British Committee for the Universities of Palestine 2007
35 pages. £2.50
Available from BRICUP, London, WC1N 3XX, UK
REVIEW BY ALEX MILLER
Following a motion passed at the annual conference of the 120,000 strong University and College Union (UCU), the June 8 Times Higher Education Supplement reported that leading US lawyer Alan Dershowitz has “pledged to lead a campaign to visit financial and legal ruin on any UK academic backing a boycott of Israeli academe”.
However, a glance at the motion actually passed at the UCU conference suggests that Dershowitz’s pledge is (amongst other things) somewhat premature. In 2004, a call for a boycott of Israeli universities was issued by a group of more than 50 Palestinian trade unions, NGOs, and community organisations. The motion passed by UCU does not actually call for a boycott. Rather, it merely asks for the full text of the Palestinian call for a boycott to be circulated to all local UCU branches for information and discussion. The motion also encourages UCU members to consider the moral implications of links with Israeli academic institutions, calls for the organisation of a UK-wide campus tour for Palestinian academic trade unionists, and actively encourages UCU branches to create direct links with Palestinian educational institutions.

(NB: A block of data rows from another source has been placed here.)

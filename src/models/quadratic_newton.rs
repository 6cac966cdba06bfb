//! Newton map of a quadratic polynomial
//!
//! Newton's method applied to `p(z) = z² + αz + β`:
//!
//! ```text
//! N(z)  = z - (z² + αz + β) / (2z + α)
//! N'(z) = 2(z² + αz + β) / (2z + α)²
//! ```
//!
//! The map is singular where `p'(z) = 0`, i.e. at `z = -α/2`. When the
//! discriminant `α² - 4β` is negative the polynomial has no real root and the
//! real iteration is chaotic, which is what the bifurcation diagrams explore.
//!
//! # Example
//!
//! ```rust
//! use bifurc_rs::maps::{IterativeMap, MapParameters};
//! use bifurc_rs::models::QuadraticNewton;
//!
//! let map = QuadraticNewton;
//! let params = MapParameters::new(1.0, 0.5);
//! assert_eq!(map.discontinuities(&params), vec![-0.5]);
//! ```

use num_complex::Complex64;

use crate::maps::{ComplexMap, DifferentiableMap, IterativeMap, MapParameters};

/// Newton map for `z² + αz + β`
#[derive(Debug, Clone, Copy, Default)]
pub struct QuadraticNewton;

impl QuadraticNewton {
    /// Create the map
    pub fn new() -> Self {
        Self
    }

    #[inline]
    fn polynomial(z: f64, params: &MapParameters) -> f64 {
        z * z + params.alpha * z + params.beta
    }
}

impl IterativeMap for QuadraticNewton {
    fn evaluate(&self, z: f64, params: &MapParameters) -> f64 {
        z - Self::polynomial(z, params) / (2.0 * z + params.alpha)
    }

    fn discontinuities(&self, params: &MapParameters) -> Vec<f64> {
        vec![-params.alpha / 2.0]
    }

    fn name(&self) -> &str {
        "Quadratic Newton"
    }

    fn description(&self) -> Option<&str> {
        Some("Newton map of z^2 + alpha z + beta")
    }
}

impl DifferentiableMap for QuadraticNewton {
    fn derivative(&self, z: f64, params: &MapParameters) -> f64 {
        let slope = 2.0 * z + params.alpha;
        2.0 * Self::polynomial(z, params) / (slope * slope)
    }
}

impl ComplexMap for QuadraticNewton {
    fn evaluate_complex(&self, z: Complex64, params: &MapParameters) -> Complex64 {
        let polynomial = z * z + z * params.alpha + params.beta;
        z - polynomial / (z * 2.0 + params.alpha)
    }
}

// =================================================================================================
// Tests
// =================================================================================================

#[cfg(test)]
mod tests {
    use super::*;
    use approx::assert_relative_eq;

    #[test]
    fn test_real_root_is_fixed_point() {
        // z² + 3z + 2 = (z + 1)(z + 2)
        let params = MapParameters::new(3.0, 2.0);
        let map = QuadraticNewton::new();
        assert_relative_eq!(map.evaluate(-1.0, &params), -1.0, epsilon = 1e-15);
        assert_relative_eq!(map.evaluate(-2.0, &params), -2.0, epsilon = 1e-15);
        // superattracting: derivative vanishes at a simple root
        assert_eq!(map.derivative(-1.0, &params), 0.0);
    }

    #[test]
    fn test_derivative_matches_finite_difference() {
        let params = MapParameters::new(1.0, 0.5);
        let map = QuadraticNewton::new();
        let h = 1e-6;
        for &z in &[-3.0, -1.2, 0.3, 2.0] {
            let numeric = (map.evaluate(z + h, &params) - map.evaluate(z - h, &params)) / (2.0 * h);
            assert_relative_eq!(numeric, map.derivative(z, &params), epsilon = 1e-5);
        }
    }

    #[test]
    fn test_singular_at_discontinuity() {
        let params = MapParameters::new(1.0, 0.5);
        let map = QuadraticNewton::new();
        let d = map.discontinuities(&params)[0];
        assert!(!map.evaluate(d, &params).is_finite());
        assert!(!map.derivative(d, &params).is_finite());
    }

    #[test]
    fn test_complex_agrees_on_real_axis() {
        let params = MapParameters::new(1.0, 0.5);
        let map = QuadraticNewton::new();
        let real = map.evaluate(0.7, &params);
        let complex = map.evaluate_complex(Complex64::new(0.7, 0.0), &params);
        assert_relative_eq!(complex.re, real, epsilon = 1e-14);
        assert_eq!(complex.im, 0.0);
    }

    #[test]
    fn test_complex_converges_to_complex_root() {
        // z² + z + 0.5 has roots (-1 ± i) / 2
        let params = MapParameters::new(1.0, 0.5);
        let map = QuadraticNewton::new();
        let mut z = Complex64::new(0.0, 1.0);
        for _ in 0..50 {
            z = map.evaluate_complex(z, &params);
        }
        assert_relative_eq!(z.re, -0.5, epsilon = 1e-12);
        assert_relative_eq!(z.im, 0.5, epsilon = 1e-12);
    }
}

So the UCU motion merely initiates debate and discussion of an academic boycott of Israeli higher education institutions, not an academic boycott itself. That the mere call for a discussion of an academic boycott of Israel should precipitate such an extreme reaction from the US pro-Israel lobby is an indication of how many raw nerves would be inflamed if a boycott went ahead.

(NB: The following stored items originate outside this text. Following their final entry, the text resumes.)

//! Performance benchmarks for the iteration engines
//!
//! # What We're Measuring
//!
//! 1. **Bifurcation engine**: one map evaluation per entry and step, plus one
//!    derivative per retained step when Lyapunov exponents are accumulated
//! 2. **Density engine**: same stepping, plus binning every retained value
//! 3. **Chunk size**: the density engine's only memory knob; total work is
//!    fixed, so time should barely move with it
//!
//! # Expected Results
//!
//! - Time ∝ sweep entries × steps
//! - Lyapunov accumulation costs roughly one extra evaluation per retained step
//! - Chunk sizes from 100 up give the same time within noise
//!
//! # Running Benchmarks
//!
//! ```bash
//! cargo bench --bench engine_performance
//! cargo bench --bench engine_performance density
//!
//! # sequential stepping only
//! cargo bench --bench engine_performance --no-default-features
//! ```

use bifurc_rs::engine::{
    BifurcationEngine, BinEdges, DensityHistogramEngine, Engine, IterationConfiguration, ParameterSweep, Scenario,
    ScatterSeries,
};
use bifurc_rs::maps::MapConfiguration;
use bifurc_rs::models::{GeneralPolynomial, QuadraticNewton};
use criterion::{BenchmarkId, Criterion, Throughput, criterion_group, criterion_main};
use std::hint::black_box;
use std::time::Duration;

fn newton_scenario(entries: usize) -> Scenario<QuadraticNewton> {
    Scenario::uniform(
        Box::new(QuadraticNewton),
        MapConfiguration::sweep_alpha(0.5),
        ParameterSweep::linspace(0.0, 2.0, entries).unwrap(),
        0.3,
    )
}

fn polynomial_scenario(entries: usize) -> Scenario<GeneralPolynomial> {
    Scenario::uniform(
        Box::new(GeneralPolynomial),
        MapConfiguration::sweep_alpha(0.0),
        ParameterSweep::linspace(0.3, 0.5, entries).unwrap(),
        0.0,
    )
}

// =================================================================================================
// Bifurcation
// =================================================================================================

fn benchmark_bifurcation(c: &mut Criterion) {
    let mut group = c.benchmark_group("Bifurcation Engine");
    let config = IterationConfiguration::trajectory(200, 50);

    for entries in [100, 1000, 10_000] {
        let scenario = newton_scenario(entries);
        group.throughput(Throughput::Elements((entries * 200) as u64));

        group.bench_with_input(BenchmarkId::new("lyapunov", entries), &scenario, |b, scenario| {
            let engine = BifurcationEngine::new();
            b.iter(|| engine.run(black_box(scenario), black_box(&config)).unwrap());
        });

        group.bench_with_input(BenchmarkId::new("scatter only", entries), &scenario, |b, scenario| {
            let engine = BifurcationEngine::scatter_only();
            b.iter(|| {
                let mut scatter = ScatterSeries::new();
                engine.scan(black_box(scenario), black_box(&config), &mut scatter).unwrap();
                scatter.len()
            });
        });
    }

    group.finish();
}

// =================================================================================================
// Density
// =================================================================================================

fn benchmark_density(c: &mut Criterion) {
    let mut group = c.benchmark_group("Density Engine");
    group.measurement_time(Duration::from_secs(10));
    group.sample_size(20);

    let scenario = polynomial_scenario(400);
    let engine = DensityHistogramEngine::new(BinEdges::arange(-5.0, 2.0, 0.001).unwrap());

    for chunk_size in [10, 100, 1000, 4000] {
        let config = IterationConfiguration::density_with_warm_up(2, 200, 4000, chunk_size);
        group.throughput(Throughput::Elements((2 * 4200 * 400) as u64));

        group.bench_with_input(BenchmarkId::new("chunk size", chunk_size), &config, |b, config| {
            b.iter(|| engine.accumulate(black_box(&scenario), black_box(config)).unwrap());
        });
    }

    group.finish();
}

criterion_group!(benches, benchmark_bifurcation, benchmark_density);
criterion_main!(benches);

This brief pamphlet, produced by BRICUP, an organisation of UK academics set up in response to the Palestinian call, sets out the case in favour of a boycott. It spells out the similarities between the present call for a boycott of Israel and the boycott adopted by the AUT (one of UCU’s two predecessor unions) against apartheid South Africa in the 1980s. It details the human rights violations committed by Israel against Palestinians, from house demolitions, to legalised discrimination, to torture and murder, and spells out the dire conditions suffered by Palestinian academics and students, for whom the idea of academic freedom (much vaunted by the pro-Israel lobby) is but a distant dream. It explains the tactics behind the boycott call, and responds to several of the most common arguments raised against the boycott.
As the debate unfolds in the months to come, the arguments in favour of the boycott are likely to get drowned out as the corporate media whips up anti-Palestinian hysteria and further threats of intimidation emanate from the pro-Israel lobby. In stark contrast, all those seeking a sober assessment of the case for a boycott will appreciate the rational and measured approach adopted in this pamphlet.